Design, Synthesis, and Evaluation of Organic and Organometallic Pyrazoline Derivatives as Selective Dual COX-2/5-LOX Inhibitors and Potential Anticancer Agents

Inspired by the structure of the anti-inflammatory drug Celecoxib, which is currently used in cancer prevention and treatment, we report the design, synthesis, and biological evaluation of organic and organometallic molecular hybrids based on pyrazolines (4a–h). Structure–Activity Relationship (SAR) analyses showed that the combination of catechol-benzenesulfonamide in 4a (organic) and 4c (ferrocenyl) derivatives acts as potent and highly selective dual inhibitors (IC50 COX-2 = 4.58 and 2.88 μM; IC50 5-LOX = 0.23 and 0.10 μM, respectively; evaluated against COX-1 and 15-LOX isoforms).
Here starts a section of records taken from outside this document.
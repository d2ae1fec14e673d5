//! Declarative request descriptions and the pure transforms that turn them
//! into URLs and bodies.
//!
//! # Design
//! An endpoint is written the way it reads in API docs, `"GET /api/v1/x/"`.
//! `RequestSpec` is the data form of a request; the `Request` trait is the
//! per-endpoint form, with an associated response type and defaults for
//! everything but the endpoint. All functions here are pure: they touch
//! neither the network nor the client.

use std::collections::BTreeMap;

use percent_encoding::{utf8_percent_encode, AsciiSet, NON_ALPHANUMERIC};
use serde::ser::{Serialize, SerializeMap, Serializer};
use url::Url;

use crate::client::Client;
use crate::config::NetworkConfig;
use crate::deferred::Deferred;
use crate::error::RequestError;
use crate::http::HttpMethod;
use crate::multipart::MultipartBody;
use crate::response::FromJson;

/// Characters left literal in query values: the URL query set minus the
/// general and sub delimiters `: # [ ] @ ! $ & ' ( ) * + , ; =`.
const QUERY_VALUE: &AsciiSet = &NON_ALPHANUMERIC
    .remove(b'-')
    .remove(b'.')
    .remove(b'_')
    .remove(b'~')
    .remove(b'/')
    .remove(b'?');

/// Method token and path parsed from `"METHOD /path"`.
#[derive(Debug, Clone, PartialEq, Eq)]
pub struct Endpoint {
    pub method: String,
    pub path: String,
}

impl Endpoint {
    /// Split on single spaces; exactly two tokens are required.
    pub fn parse(endpoint: &str) -> Result<Self, RequestError> {
        let mut tokens = endpoint.split(' ');
        match (tokens.next(), tokens.next(), tokens.next()) {
            (Some(method), Some(path), None) => Ok(Self {
                method: method.to_string(),
                path: path.to_string(),
            }),
            _ => Err(RequestError::MalformedEndpoint(endpoint.to_string())),
        }
    }

    /// The parsed method, GET when the token is not a known method.
    pub fn http_method(&self) -> HttpMethod {
        self.method.parse().unwrap_or_default()
    }
}

/// A parameter value: one string or a list rendered as repeated keys.
#[derive(Debug, Clone, PartialEq, Eq)]
pub enum ParamValue {
    Single(String),
    List(Vec<String>),
}

impl Serialize for ParamValue {
    fn serialize<S: Serializer>(&self, serializer: S) -> Result<S::Ok, S::Error> {
        match self {
            ParamValue::Single(value) => serializer.serialize_str(value),
            ParamValue::List(values) => values.serialize(serializer),
        }
    }
}

impl From<&str> for ParamValue {
    fn from(value: &str) -> Self {
        ParamValue::Single(value.to_string())
    }
}

impl From<String> for ParamValue {
    fn from(value: String) -> Self {
        ParamValue::Single(value)
    }
}

impl From<Vec<String>> for ParamValue {
    fn from(values: Vec<String>) -> Self {
        ParamValue::List(values)
    }
}

impl From<Vec<&str>> for ParamValue {
    fn from(values: Vec<&str>) -> Self {
        ParamValue::List(values.into_iter().map(str::to_string).collect())
    }
}

/// Parameters in insertion order, one value per key.
#[derive(Debug, Clone, Default, PartialEq, Eq)]
pub struct Parameters {
    entries: Vec<(String, ParamValue)>,
}

impl Parameters {
    pub fn new() -> Self {
        Self::default()
    }

    /// Set `key`, replacing an existing value in place.
    pub fn insert(&mut self, key: impl Into<String>, value: impl Into<ParamValue>) {
        let key = key.into();
        let value = value.into();
        match self.entries.iter_mut().find(|(k, _)| *k == key) {
            Some((_, slot)) => *slot = value,
            None => self.entries.push((key, value)),
        }
    }

    pub fn get(&self, key: &str) -> Option<&ParamValue> {
        self.entries.iter().find(|(k, _)| k == key).map(|(_, v)| v)
    }

    pub fn iter(&self) -> impl Iterator<Item = (&str, &ParamValue)> {
        self.entries.iter().map(|(k, v)| (k.as_str(), v))
    }

    pub fn len(&self) -> usize {
        self.entries.len()
    }

    pub fn is_empty(&self) -> bool {
        self.entries.is_empty()
    }
}

impl<K: Into<String>, V: Into<ParamValue>> FromIterator<(K, V)> for Parameters {
    fn from_iter<I: IntoIterator<Item = (K, V)>>(iter: I) -> Self {
        let mut params = Parameters::new();
        for (key, value) in iter {
            params.insert(key, value);
        }
        params
    }
}

impl Serialize for Parameters {
    fn serialize<S: Serializer>(&self, serializer: S) -> Result<S::Ok, S::Error> {
        let mut map = serializer.serialize_map(Some(self.entries.len()))?;
        for (key, value) in &self.entries {
            map.serialize_entry(key, value)?;
        }
        map.end()
    }
}

/// How POST/PUT parameters are encoded.
#[derive(Debug, Clone, Copy, PartialEq, Eq, Default)]
pub enum BodyMode {
    #[default]
    FormUrlEncoded,
    Json,
    Multipart,
}

/// Transport-agnostic description of one HTTP call.
#[derive(Debug, Clone, PartialEq, Eq)]
pub struct RequestSpec {
    pub endpoint: String,
    pub parameters: Parameters,
    pub headers: BTreeMap<String, String>,
    pub body_mode: BodyMode,
    pub multipart: Option<MultipartBody>,
}

impl RequestSpec {
    pub fn new(endpoint: impl Into<String>) -> Self {
        Self {
            endpoint: endpoint.into(),
            parameters: Parameters::new(),
            headers: BTreeMap::new(),
            body_mode: BodyMode::default(),
            multipart: None,
        }
    }

    pub fn param(mut self, key: impl Into<String>, value: impl Into<ParamValue>) -> Self {
        self.parameters.insert(key, value);
        self
    }

    pub fn header(mut self, name: impl Into<String>, value: impl Into<String>) -> Self {
        self.headers.insert(name.into(), value.into());
        self
    }

    pub fn body_mode(mut self, mode: BodyMode) -> Self {
        self.body_mode = mode;
        self
    }

    /// Attach a multipart payload; switches the body mode to multipart.
    pub fn multipart(mut self, body: MultipartBody) -> Self {
        self.body_mode = BodyMode::Multipart;
        self.multipart = Some(body);
        self
    }

    pub fn parse_endpoint(&self) -> Result<Endpoint, RequestError> {
        Endpoint::parse(&self.endpoint)
    }

    /// The request method, GET if the endpoint cannot be parsed.
    pub fn method(&self) -> HttpMethod {
        self.parse_endpoint()
            .map(|endpoint| endpoint.http_method())
            .unwrap_or_default()
    }

    /// The multipart payload to upload, if this is a multipart request.
    ///
    /// An empty payload, or multipart mode without one, is an encoding
    /// failure rather than an empty upload.
    pub fn multipart_payload(&self) -> Result<Option<&MultipartBody>, RequestError> {
        match (&self.multipart, self.body_mode) {
            (Some(body), _) if body.is_empty() => Err(RequestError::EmptyMultipart),
            (Some(body), _) => Ok(Some(body)),
            (None, BodyMode::Multipart) => Err(RequestError::EmptyMultipart),
            (None, _) => Ok(None),
        }
    }
}

/// Percent-encode a query or form value.
pub fn escape(value: &str) -> String {
    utf8_percent_encode(value, QUERY_VALUE).to_string()
}

/// `key=value` pairs joined by `&`, one pair per list element.
pub fn build_query_string(parameters: &Parameters) -> String {
    let mut pairs = Vec::new();
    for (key, value) in parameters.iter() {
        match value {
            ParamValue::Single(value) => pairs.push(format!("{key}={}", escape(value))),
            ParamValue::List(values) => {
                pairs.extend(values.iter().map(|value| format!("{key}={}", escape(value))));
            }
        }
    }
    pairs.join("&")
}

/// Characters `Url::parse` would silently percent-encode in a path.
fn is_unencoded_path_char(c: char) -> bool {
    c.is_whitespace() || c.is_control() || "\"<>\\^`{|}".contains(c)
}

/// `base_url + path`, plus the query string for GET/DELETE with parameters.
///
/// Paths are taken as written: one that is not already a valid URL path is
/// an error rather than being re-encoded.
pub fn build_url(config: &NetworkConfig, spec: &RequestSpec) -> Result<Url, RequestError> {
    let endpoint = spec.parse_endpoint()?;
    if endpoint.path.contains(is_unencoded_path_char) {
        return Err(RequestError::UnencodedPath(endpoint.path));
    }
    let mut full = format!("{}{}", config.base_url(), endpoint.path);
    if endpoint.http_method().uses_query() && !spec.parameters.is_empty() {
        full.push('?');
        full.push_str(&build_query_string(&spec.parameters));
    }
    Url::parse(&full).map_err(|source| RequestError::InvalidUrl { url: full, source })
}

/// Body bytes for POST/PUT; `None` for GET/DELETE.
pub fn build_body(spec: &RequestSpec) -> Result<Option<Vec<u8>>, RequestError> {
    if spec.method().uses_query() {
        return Ok(None);
    }
    let body = match spec.body_mode {
        BodyMode::FormUrlEncoded => build_query_string(&spec.parameters).into_bytes(),
        BodyMode::Json => serde_json::to_vec(&spec.parameters)?,
        BodyMode::Multipart => spec
            .multipart_payload()?
            .map(|body| body.bytes().to_vec())
            .ok_or(RequestError::EmptyMultipart)?,
    };
    Ok(Some(body))
}

/// A single API endpoint and the type its successful response decodes into.
///
/// ```ignore
/// struct ProductDetail { id: String }
///
/// impl Request for ProductDetail {
///     type Response = Json<Product>;
///
///     fn endpoint(&self) -> String {
///         format!("GET /api/v1/products/{}/", self.id)
///     }
/// }
///
/// ProductDetail { id: "1111".into() }
///     .execute(&client)
///     .then(|product| println!("{}", product.0.title))
///     .catch(|err| eprintln!("{err}"));
/// ```
pub trait Request {
    type Response: FromJson + Send + Sync + 'static;

    /// `"METHOD /path"`.
    fn endpoint(&self) -> String;

    fn parameters(&self) -> Parameters {
        Parameters::new()
    }

    /// Extra headers, layered over the client defaults.
    fn headers(&self) -> BTreeMap<String, String> {
        BTreeMap::new()
    }

    fn body_mode(&self) -> BodyMode {
        BodyMode::FormUrlEncoded
    }

    fn multipart(&self) -> Option<MultipartBody> {
        None
    }

    fn to_spec(&self) -> RequestSpec {
        let spec = RequestSpec {
            endpoint: self.endpoint(),
            parameters: self.parameters(),
            headers: self.headers(),
            body_mode: self.body_mode(),
            multipart: None,
        };
        match self.multipart() {
            Some(body) => spec.multipart(body),
            None => spec,
        }
    }

    /// Dispatch through `client`; the result settles exactly once.
    fn execute(&self, client: &Client) -> Deferred<Self::Response>
    where
        Self: Sized,
    {
        client.execute(self)
    }
}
Molecular dynamics simulations of 4a and 4c in 5-LOX showed their preferential localization at the allosteric site and at the entry channel, respectively, consistent with their noncompetitive (4a) and mixed (4c) kinetics. Furthermore, the noncytotoxic complex 4c (MRC-5, CC50 = 38.13 μM) exhibited anticancer effects in ovarian cancer cells (A2780, CC50 = 13.79 μM) that overexpress the proinflammatory enzymes COX-2 and 5-LOX (Western Blot), exceeding the activity of the drug Celecoxib.